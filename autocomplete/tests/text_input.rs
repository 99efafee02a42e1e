use autocomplete::{InputView, Key, LineInput, Modifiers, TextEditResult, TextInput, TextInputProps};

fn typed(text: &str) -> LineInput {
    let mut input = LineInput::new("");
    input.render(&TextInputProps::default());
    for c in text.chars() {
        input.handle_key(Key::Char(c), Modifiers::new());
    }
    input
}

fn press(input: &mut LineInput, key: Key) -> TextEditResult {
    input.handle_key(key, Modifiers::new())
}

// ============================================================================
// Editing
// ============================================================================

#[test]
fn test_typing_appends_at_cursor() {
    let mut input = typed("hllo");
    press(&mut input, Key::Home);
    press(&mut input, Key::Right);
    assert_eq!(press(&mut input, Key::Char('e')), TextEditResult::Changed);
    assert_eq!(input.value(), "hello");
    assert_eq!(input.cursor(), 2);
}

#[test]
fn test_backspace_and_delete() {
    let mut input = typed("abc");
    assert_eq!(press(&mut input, Key::Backspace), TextEditResult::Changed);
    assert_eq!(input.value(), "ab");

    press(&mut input, Key::Home);
    assert_eq!(press(&mut input, Key::Backspace), TextEditResult::Handled);
    assert_eq!(press(&mut input, Key::Delete), TextEditResult::Changed);
    assert_eq!(input.value(), "b");

    press(&mut input, Key::End);
    assert_eq!(press(&mut input, Key::Delete), TextEditResult::Handled);
}

#[test]
fn test_multibyte_editing() {
    let mut input = typed("naïve");
    press(&mut input, Key::Left);
    press(&mut input, Key::Left);
    press(&mut input, Key::Backspace);
    assert_eq!(input.value(), "nave");
    assert_eq!(input.cursor(), 2);
}

#[test]
fn test_shift_selection_replaced_by_typing() {
    let mut input = typed("hello world");
    input.handle_key(Key::Home, Modifiers::shift());
    assert_eq!(input.selection(), Some((0, 11)));

    press(&mut input, Key::End);
    for _ in 0..5 {
        input.handle_key(Key::Left, Modifiers::shift());
    }
    assert_eq!(input.selection(), Some((6, 11)));

    press(&mut input, Key::Char('!'));
    assert_eq!(input.value(), "hello !");
    assert!(!input.has_selection());
}

#[test]
fn test_select_all_then_backspace_clears() {
    let mut input = typed("query");
    assert_eq!(
        input.handle_key(Key::Char('a'), Modifiers::ctrl()),
        TextEditResult::Handled
    );
    assert_eq!(press(&mut input, Key::Backspace), TextEditResult::Changed);
    assert_eq!(input.value(), "");
}

#[test]
fn test_collapse_selection_with_arrows() {
    let mut input = typed("abcd");
    input.handle_key(Key::Left, Modifiers::shift());
    input.handle_key(Key::Left, Modifiers::shift());
    press(&mut input, Key::Right);
    assert_eq!(input.cursor(), 4);
    assert!(!input.has_selection());
}

#[test]
fn test_enter_submits_and_unknown_keys_pass_through() {
    let mut input = typed("x");
    assert_eq!(press(&mut input, Key::Enter), TextEditResult::Submitted);
    assert_eq!(press(&mut input, Key::Tab), TextEditResult::Ignored);
    assert_eq!(
        input.handle_key(Key::Char('c'), Modifiers::ctrl()),
        TextEditResult::Ignored
    );
}

// ============================================================================
// Props
// ============================================================================

#[test]
fn test_max_length() {
    let mut input = LineInput::new("");
    input.render(&TextInputProps {
        max_length: Some(3),
        ..Default::default()
    });
    for c in "abcdef".chars() {
        input.handle_key(Key::Char(c), Modifiers::new());
    }
    assert_eq!(input.value(), "abc");
    assert_eq!(press(&mut input, Key::Char('z')), TextEditResult::Handled);
}

#[test]
fn test_not_editable_ignores_everything() {
    let mut input = LineInput::new("fixed");
    input.render(&TextInputProps {
        editable: false,
        ..Default::default()
    });
    assert_eq!(press(&mut input, Key::Char('x')), TextEditResult::Ignored);
    assert_eq!(press(&mut input, Key::Enter), TextEditResult::Ignored);
    assert_eq!(input.value(), "fixed");
}

#[test]
fn test_render_reflects_state() {
    let mut input = LineInput::new("secret");
    input.focus();
    let element = input.render(&TextInputProps {
        placeholder: Some("Password".to_string()),
        mask: Some('*'),
        ..Default::default()
    });

    assert_eq!(
        element.input_view(),
        Some(&InputView {
            value: "secret".to_string(),
            cursor: 6,
            selection: None,
            placeholder: Some("Password".to_string()),
            focused: true,
            mask: Some('*'),
        })
    );
}

#[test]
fn test_blur_clears_selection() {
    let mut input = typed("abc");
    input.focus();
    input.handle_key(Key::Char('a'), Modifiers::ctrl());
    assert!(input.has_selection());

    input.blur();
    assert!(!input.is_focused());
    assert!(!input.has_selection());
}

#[test]
fn test_set_value_moves_cursor_to_end() {
    let mut input = typed("old");
    press(&mut input, Key::Home);
    input.set_value("brand new");
    assert_eq!(input.value(), "brand new");
    assert_eq!(input.cursor(), 9);
}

___

• _What is needed_
Scan the records above for the word "autocomplete". Show each line in which it appears.

• _Solution for this problem_
filename autocomplete/tests/text_input.rs
use autocomplete::{InputView, Key, LineInput, Modifiers, TextEditResult, TextInput, TextInputProps};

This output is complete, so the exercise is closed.